* _What is required_
If a line in the data below holds the word "Infallible", copy it.

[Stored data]
────

use std::sync::Arc;

use crate::config::Config;
use crate::engine::registry::SessionRegistry;
use crate::error::Result;
use crate::store::memory::MemoryStore;
use crate::store::{ResponseStore, postgres};

/// The application's state.
#[derive(Clone)]
pub struct AppState {
    /// The durable response store.
    pub store: Arc<dyn ResponseStore>,
    /// The owner of every live quiz session.
    pub registry: SessionRegistry,
    /// The application's configuration.
    pub config: Config,
}

impl AppState {
    /// Creates a new `AppState`. Falls back to the in-memory store when no
    /// database is configured.
    pub fn new(config: &Config) -> Result<Self> {
        let store: Arc<dyn ResponseStore> = match config.database_url {
            Some(ref url) => {
                let pool = postgres::create_pool(url)?;
                tracing::info!("✅ PostgreSQL response store initialized");
                Arc::new(postgres::PgStore::new(pool))
            }
            None => {
                tracing::warn!("DATABASE_URL not set; responses will not survive a restart");
                Arc::new(MemoryStore::new())
            }
        };

        Ok(AppState {
            store,
            registry: SessionRegistry::new(config.session_ttl()),
            config: config.clone(),
        })
    }

    /// State backed by a caller-supplied store. Used by tests.
    pub fn with_store(config: Config, store: Arc<dyn ResponseStore>) -> Self {
        AppState {
            store,
            registry: SessionRegistry::new(config.session_ttl()),
            config,
        }
    }
}
use std::convert::Infallible;

use axum::{
    Json,
    extract::{Path, State},
    http::StatusCode,
    response::sse::{Event, KeepAlive, Sse},
    response::{IntoResponse, Response},
};
use futures::stream::Stream;
use serde::Deserialize;
use tokio::sync::broadcast::error::RecvError;

use crate::{
    engine::aggregator,
    engine::broadcast::SessionEvent,
    error::Result,
    services::quiz as quiz_service,
    state::AppState,
};

/// The request payload for advancing the current session.
#[derive(Deserialize)]
pub struct AdvanceRequest {
    pub session_id: String,
}

/// The request payload for a student response.
#[derive(Deserialize)]
pub struct SubmitRequest {
    pub student: String,
    pub option: String,
}

/// Starts a quiz session from a question set.
#[axum::debug_handler]
pub async fn start_quiz(
    State(state): State<AppState>,
    Path(set_id): Path<String>,
) -> Result<Response> {
    let info = quiz_service::start_session(&state, &set_id).await?;

    let response = sonic_rs::to_string(&info).unwrap();
    Ok((StatusCode::CREATED, response).into_response())
}

/// Returns the current session, if any.
#[axum::debug_handler]
pub async fn current_session(State(state): State<AppState>) -> Result<Response> {
    let info = quiz_service::current_session(&state).await?;
    Ok((StatusCode::OK, sonic_rs::to_string(&info).unwrap()).into_response())
}

/// Advances the current session to its next question.
#[axum::debug_handler]
pub async fn advance(
    State(state): State<AppState>,
    Json(req): Json<AdvanceRequest>,
) -> Result<Response> {
    let index = quiz_service::advance(&state, &req.session_id).await?;

    let response = sonic_rs::to_string(&sonic_rs::json!({
        "session_id": req.session_id,
        "question_index": index
    }))
    .unwrap();
    Ok((StatusCode::OK, response).into_response())
}

/// Ingests one student response for the active question.
#[axum::debug_handler]
pub async fn submit(
    State(state): State<AppState>,
    Json(req): Json<SubmitRequest>,
) -> Result<Response> {
    let outcome = quiz_service::submit(&state, &req.student, &req.option).await?;
    Ok((StatusCode::OK, sonic_rs::to_string(&outcome).unwrap()).into_response())
}

/// Pull mode: a stateless snapshot of the live view. Safe to poll.
#[axum::debug_handler]
pub async fn live(State(state): State<AppState>) -> Result<Response> {
    let view = quiz_service::live_view(&state).await?;
    Ok((StatusCode::OK, sonic_rs::to_string(&view).unwrap()).into_response())
}

/// Push mode: an SSE stream that sends the live view on connect and again on
/// every accepted response or question change. A slow observer that lags the
/// event channel coalesces to the next full view; it never backs up
/// ingestion.
pub async fn live_stream(
    State(state): State<AppState>,
) -> Result<Sse<impl Stream<Item = std::result::Result<Event, Infallible>>>> {
    let (session, receiver) = quiz_service::subscribe(&state).await?;

    let stream = futures::stream::unfold(
        (state, session, receiver, false),
        |(state, session, mut receiver, mut sent_initial)| async move {
            loop {
                if sent_initial {
                    match receiver.recv().await {
                        Ok(SessionEvent::SessionEnded) => return None,
                        Ok(_) => {}
                        Err(RecvError::Lagged(skipped)) => {
                            tracing::debug!(skipped, "observer lagged; coalescing missed updates");
                        }
                        Err(RecvError::Closed) => return None,
                    }
                } else {
                    sent_initial = true;
                }

                match aggregator::live_view(&state, &session).await {
                    Ok(view) => {
                        let event = Event::default()
                            .event("live")
                            .data(sonic_rs::to_string(&view).unwrap());
                        return Some((Ok(event), (state, session, receiver, sent_initial)));
                    }
                    Err(e) => {
                        // Keep the subscription alive; retry on the next event.
                        tracing::warn!(error = %e, "failed to build live view for stream");
                    }
                }
            }
        },
    );

    Ok(Sse::new(stream).keep_alive(KeepAlive::default()))
}

/// End-of-quiz analysis for the current session.
#[axum::debug_handler]
pub async fn analysis(State(state): State<AppState>) -> Result<Response> {
    let view = quiz_service::analysis_view(&state).await?;
    Ok((StatusCode::OK, sonic_rs::to_string(&view).unwrap()).into_response())
}

/// Deletes a session by id.
#[axum::debug_handler]
pub async fn delete_session(
    State(state): State<AppState>,
    Path(session_id): Path<String>,
) -> Result<Response> {
    quiz_service::delete_session(&state, &session_id).await?;
    Ok((StatusCode::OK, r#"{"message":"Session deleted successfully"}"#).into_response())
}

/// Registry state, for debugging.
#[axum::debug_handler]
pub async fn debug_state(State(state): State<AppState>) -> Result<Response> {
    let (current, sessions) = state.registry.debug_snapshot().await;

    let response = sonic_rs::to_string(&sonic_rs::json!({
        "current_session_id": current,
        "active_sessions": sessions
    }))
    .unwrap();
    Ok((StatusCode::OK, response).into_response())
}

────

* _Reply_
use std::convert::Infallible;
) -> Result<Sse<impl Stream<Item = std::result::Result<Event, Infallible>>>> {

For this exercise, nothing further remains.